[[ WORKING DATA, beginning ]]
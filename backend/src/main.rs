//! Warehouse Management Platform - Backend Server
//!
//! Stock intake, client dispatches, purchase-order fulfillment and the
//! audit trail for a single warehouse.

use axum::{routing::get, Router};
use sqlx::postgres::PgPoolOptions;
use std::{net::SocketAddr, sync::Arc, time::Duration};
use tower_http::{
    compression::CompressionLayer,
    cors::{Any, CorsLayer},
    services::ServeDir,
    trace::TraceLayer,
};
use tracing_subscriber::{layer::SubscriberExt, util::SubscriberInitExt};

mod config;
mod error;
mod handlers;
mod middleware;
mod pdf;
mod routes;
mod services;

pub use config::Config;

/// Application state shared across handlers
#[derive(Clone)]
pub struct AppState {
    pub db: sqlx::PgPool,
    pub config: Arc<Config>,
}

#[tokio::main]
async fn main() -> anyhow::Result<()> {
    // Initialize tracing
    tracing_subscriber::registry()
        .with(
            tracing_subscriber::EnvFilter::try_from_default_env()
                .unwrap_or_else(|_| "wms_server=debug,tower_http=debug,sqlx=warn".into()),
        )
        .with(tracing_subscriber::fmt::layer())
        .init();

    // Load configuration
    dotenvy::dotenv().ok();
    let config = config::Config::load()?;

    tracing::info!("Starting Warehouse Management Server");
    tracing::info!("Environment: {}", config.environment);

    // Create database connection pool
    tracing::info!("Connecting to database...");
    let db_pool = PgPoolOptions::new()
        .max_connections(config.database.max_connections)
        .min_connections(config.database.min_connections)
        .acquire_timeout(Duration::from_secs(30))
        .connect(&config.database.url)
        .await?;

    tracing::info!("Database connection established");

    if config.database.run_migrations {
        tracing::info!("Running database migrations...");
        sqlx::migrate!("./migrations").run(&db_pool).await?;
        tracing::info!("Migrations completed");
    }

    tokio::fs::create_dir_all(&config.uploads.dir).await?;
    tracing::info!("Serving uploads from {}", config.uploads.dir);

    // Create application state
    let state = AppState {
        db: db_pool,
        config: Arc::new(config.clone()),
    };

    // Build application
    let app = create_app(state);

    // Start server
    let ip: std::net::IpAddr = config.server.host.parse()?;
    let addr = SocketAddr::from((ip, config.server.port));
    tracing::info!("Listening on {}", addr);

    let listener = tokio::net::TcpListener::bind(addr).await?;
    axum::serve(listener, app).await?;

    Ok(())
}

/// Create the application router with all routes and middleware
fn create_app(state: AppState) -> Router {
    // CORS configuration
    let cors = CorsLayer::new()
        .allow_origin(Any)
        .allow_methods(Any)
        .allow_headers(Any);

    let uploads = ServeDir::new(&state.config.uploads.dir);

    Router::new()
        .route("/", get(root))
        .route("/health", get(health_check))
        .nest("/api/v1", routes::api_routes(state.clone()))
        .nest_service("/uploads", uploads)
        .layer(CompressionLayer::new())
        .layer(TraceLayer::new_for_http())
        .layer(cors)
        .with_state(state)
}

/// Root endpoint
async fn root() -> &'static str {
    "Warehouse Management Platform API v1.0"
}

/// Health check endpoint
async fn health_check() -> &'static str {
    "OK"
}
//! Purchase-order fulfillment rules
//!
//! Orders never touch stock. How far an order has been served is derived
//! from the dispatch quantities tagged with its number.

use serde::{Deserialize, Serialize};

/// Fulfillment status of a purchase order
#[derive(Debug, Clone, Copy, PartialEq, Eq, Hash, Serialize, Deserialize)]
#[serde(rename_all = "snake_case")]
pub enum OrderStatus {
    Pending,
    Partial,
    Completed,
}

impl OrderStatus {
    /// Status from the order's requested and dispatched unit totals.
    /// An order with nothing requested is still pending.
    pub fn from_totals(requested: i64, dispatched: i64) -> Self {
        if requested <= 0 {
            OrderStatus::Pending
        } else if dispatched >= requested {
            OrderStatus::Completed
        } else if dispatched > 0 {
            OrderStatus::Partial
        } else {
            OrderStatus::Pending
        }
    }

    /// Label shown to warehouse staff
    pub fn label(&self) -> &'static str {
        match self {
            OrderStatus::Pending => "Pendiente",
            OrderStatus::Partial => "Parcial",
            OrderStatus::Completed => "Completada",
        }
    }

    /// Bootstrap badge class used by the web front-end
    pub fn badge(&self) -> &'static str {
        match self {
            OrderStatus::Pending => "secondary",
            OrderStatus::Partial => "warning text-dark",
            OrderStatus::Completed => "success",
        }
    }

    pub fn as_str(&self) -> &'static str {
        match self {
            OrderStatus::Pending => "pending",
            OrderStatus::Partial => "partial",
            OrderStatus::Completed => "completed",
        }
    }
}

impl std::fmt::Display for OrderStatus {
    fn fmt(&self, f: &mut std::fmt::Formatter<'_>) -> std::fmt::Result {
        f.write_str(self.label())
    }
}

/// Requested vs dispatched units of one order item
#[derive(Debug, Clone, Copy, PartialEq, Eq, Serialize, Deserialize)]
pub struct ItemProgress {
    pub requested: i64,
    pub dispatched: i64,
    pub pending: i64,
}

impl ItemProgress {
    pub fn new(requested: i64, dispatched: i64) -> Self {
        Self {
            requested,
            dispatched,
            pending: (requested - dispatched).max(0),
        }
    }

    pub fn is_complete(&self) -> bool {
        self.pending == 0
    }
}

/// Order count per status
#[derive(Debug, Clone, Copy, Default, PartialEq, Eq, Serialize, Deserialize)]
pub struct StatusTotals {
    pub completed: u32,
    pub partial: u32,
    pub pending: u32,
}

impl StatusTotals {
    pub fn record(&mut self, status: OrderStatus) {
        match status {
            OrderStatus::Completed => self.completed += 1,
            OrderStatus::Partial => self.partial += 1,
            OrderStatus::Pending => self.pending += 1,
        }
    }

    pub fn total(&self) -> u32 {
        self.completed + self.partial + self.pending
    }
}

impl FromIterator<OrderStatus> for StatusTotals {
    fn from_iter<I: IntoIterator<Item = OrderStatus>>(iter: I) -> Self {
        let mut totals = StatusTotals::default();
        for status in iter {
            totals.record(status);
        }
        totals
    }
}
[[ WORKING DATA, end ]]
An exact copy of the material above is needed.

filename backend/src/main.rs
//! Warehouse Management Platform - Backend Server
//!
//! Stock intake, client dispatches, purchase-order fulfillment and the
//! audit trail for a single warehouse.

use axum::{routing::get, Router};
use sqlx::postgres::PgPoolOptions;
use std::{net::SocketAddr, sync::Arc, time::Duration};
use tower_http::{
    compression::CompressionLayer,
    cors::{Any, CorsLayer},
    services::ServeDir,
    trace::TraceLayer,
};
use tracing_subscriber::{layer::SubscriberExt, util::SubscriberInitExt};

mod config;
mod error;
mod handlers;
mod middleware;
mod pdf;
mod routes;
mod services;

pub use config::Config;

/// Application state shared across handlers
#[derive(Clone)]
pub struct AppState {
    pub db: sqlx::PgPool,
    pub config: Arc<Config>,
}

#[tokio::main]
async fn main() -> anyhow::Result<()> {
    // Initialize tracing
    tracing_subscriber::registry()
        .with(
            tracing_subscriber::EnvFilter::try_from_default_env()
                .unwrap_or_else(|_| "wms_server=debug,tower_http=debug,sqlx=warn".into()),
        )
        .with(tracing_subscriber::fmt::layer())
        .init();

    // Load configuration
    dotenvy::dotenv().ok();
    let config = config::Config::load()?;

    tracing::info!("Starting Warehouse Management Server");
    tracing::info!("Environment: {}", config.environment);

    // Create database connection pool
    tracing::info!("Connecting to database...");
    let db_pool = PgPoolOptions::new()
        .max_connections(config.database.max_connections)
        .min_connections(config.database.min_connections)
        .acquire_timeout(Duration::from_secs(30))
        .connect(&config.database.url)
        .await?;

    tracing::info!("Database connection established");

    if config.database.run_migrations {
        tracing::info!("Running database migrations...");
        sqlx::migrate!("./migrations").run(&db_pool).await?;
        tracing::info!("Migrations completed");
    }

    tokio::fs::create_dir_all(&config.uploads.dir).await?;
    tracing::info!("Serving uploads from {}", config.uploads.dir);

    // Create application state
    let state = AppState {
        db: db_pool,
        config: Arc::new(config.clone()),
    };

    // Build application
    let app = create_app(state);

    // Start server
    let ip: std::net::IpAddr = config.server.host.parse()?;
    let addr = SocketAddr::from((ip, config.server.port));
    tracing::info!("Listening on {}", addr);

    let listener = tokio::net::TcpListener::bind(addr).await?;
    axum::serve(listener, app).await?;

    Ok(())
}

/// Create the application router with all routes and middleware
fn create_app(state: AppState) -> Router {
    // CORS configuration
    let cors = CorsLayer::new()
        .allow_origin(Any)
        .allow_methods(Any)
        .allow_headers(Any);

    let uploads = ServeDir::new(&state.config.uploads.dir);

    Router::new()
        .route("/", get(root))
        .route("/health", get(health_check))
        .nest("/api/v1", routes::api_routes(state.clone()))
        .nest_service("/uploads", uploads)
        .layer(CompressionLayer::new())
        .layer(TraceLayer::new_for_http())
        .layer(cors)
        .with_state(state)
}

/// Root endpoint
async fn root() -> &'static str {
    "Warehouse Management Platform API v1.0"
}

/// Health check endpoint
async fn health_check() -> &'static str {
    "OK"
}
//! Purchase-order fulfillment rules
//!
//! Orders never touch stock. How far an order has been served is derived
//! from the dispatch quantities tagged with its number.

use serde::{Deserialize, Serialize};

/// Fulfillment status of a purchase order
#[derive(Debug, Clone, Copy, PartialEq, Eq, Hash, Serialize, Deserialize)]
#[serde(rename_all = "snake_case")]
pub enum OrderStatus {
    Pending,
    Partial,
    Completed,
}

impl OrderStatus {
    /// Status from the order's requested and dispatched unit totals.
    /// An order with nothing requested is still pending.
    pub fn from_totals(requested: i64, dispatched: i64) -> Self {
        if requested <= 0 {
            OrderStatus::Pending
        } else if dispatched >= requested {
            OrderStatus::Completed
        } else if dispatched > 0 {
            OrderStatus::Partial
        } else {
            OrderStatus::Pending
        }
    }

    /// Label shown to warehouse staff
    pub fn label(&self) -> &'static str {
        match self {
            OrderStatus::Pending => "Pendiente",
            OrderStatus::Partial => "Parcial",
            OrderStatus::Completed => "Completada",
        }
    }

    /// Bootstrap badge class used by the web front-end
    pub fn badge(&self) -> &'static str {
        match self {
            OrderStatus::Pending => "secondary",
            OrderStatus::Partial => "warning text-dark",
            OrderStatus::Completed => "success",
        }
    }

    pub fn as_str(&self) -> &'static str {
        match self {
            OrderStatus::Pending => "pending",
            OrderStatus::Partial => "partial",
            OrderStatus::Completed => "completed",
        }
    }
}

impl std::fmt::Display for OrderStatus {
    fn fmt(&self, f: &mut std::fmt::Formatter<'_>) -> std::fmt::Result {
        f.write_str(self.label())
    }
}

/// Requested vs dispatched units of one order item
#[derive(Debug, Clone, Copy, PartialEq, Eq, Serialize, Deserialize)]
pub struct ItemProgress {
    pub requested: i64,
    pub dispatched: i64,
    pub pending: i64,
}

impl ItemProgress {
    pub fn new(requested: i64, dispatched: i64) -> Self {
        Self {
            requested,
            dispatched,
            pending: (requested - dispatched).max(0),
        }
    }

    pub fn is_complete(&self) -> bool {
        self.pending == 0
    }
}

/// Order count per status
#[derive(Debug, Clone, Copy, Default, PartialEq, Eq, Serialize, Deserialize)]
pub struct StatusTotals {
    pub completed: u32,
    pub partial: u32,
    pub pending: u32,
}

impl StatusTotals {
    pub fn record(&mut self, status: OrderStatus) {
        match status {
            OrderStatus::Completed => self.completed += 1,
            OrderStatus::Partial => self.partial += 1,
            OrderStatus::Pending => self.pending += 1,
        }
    }

    pub fn total(&self) -> u32 {
        self.completed + self.partial + self.pending
    }
}

impl FromIterator<OrderStatus> for StatusTotals {
    fn from_iter<I: IntoIterator<Item = OrderStatus>>(iter: I) -> Self {
        let mut totals = StatusTotals::default();
        for status in iter {
            totals.record(status);
        }
        totals
    }
}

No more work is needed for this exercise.